Regarding the buffers around cultural sites, Rucker said, “the implications of this decision for future energy facility siting in Washington State are dire. It suggests that the council could redesign the project and prohibit any portion of a project based on [tribal cultural sites] that are undisclosed to an applicant. … Energy siting in Washington would become a guessing game, one few developers will be willing to play given the substantial at-risk costs involved.”

Wildfire Concerns

Addressing another matter related to the project, EFSEC staff told council members Jan. 31 that airplanes dropping water or flame retardants on range fires must fly within 500 feet above the ground. Consequently, those planes cannot fly over range fires among the wind turbines. EFSEC directed Scout to come up with a plan for fighting fires on its property to compensate for firefighters not being able to use planes.

Southeastern Washington is mostly shrub-steppe and grasslands that are susceptible to fast-moving range fires.

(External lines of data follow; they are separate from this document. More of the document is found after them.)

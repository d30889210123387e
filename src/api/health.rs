//! Health check endpoints

use std::sync::Arc;

use axum::{Json, Router, extract::State, routing::get};
use serde::Serialize;

use super::{ApiState, ModelInfo};

/// Health check response
#[derive(Debug, Serialize)]
pub struct HealthResponse {
    pub status: &'static str,
    pub message: &'static str,
    pub version: &'static str,
}

/// Readiness response
#[derive(Debug, Serialize)]
pub struct ReadinessResponse {
    pub status: &'static str,
    pub providers: ModelInfo,
    pub rate_limited: bool,
}

/// Liveness check
async fn health() -> Json<HealthResponse> {
    Json(HealthResponse {
        status: "OK",
        message: "VoiceBot server is running",
        version: env!("CARGO_PKG_VERSION"),
    })
}

/// Readiness check: reports which upstreams the relay was built with
async fn ready(State(state): State<Arc<ApiState>>) -> Json<ReadinessResponse> {
    Json(ReadinessResponse {
        status: "ready",
        providers: state.model_info.clone(),
        rate_limited: state.rate_limiter.is_some(),
    })
}

/// Build health check router
pub fn router() -> Router {
    Router::new().route("/health", get(health))
}

/// Build readiness router (requires state)
pub fn ready_router(state: Arc<ApiState>) -> Router {
    Router::new()
        .route("/ready", get(ready))
        .with_state(state)
}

Rural fire departments routinely fight those fires with state help, including planes, on the larger fires.

During the meeting, EFSEC also granted Scout’s request that the agency delay its final decision on the project until April 30 to give the company time to regroup and consider its options. EFSEC’s role is to make recommendations to Gov. Jay Inslee, who will issue the final decision on the project.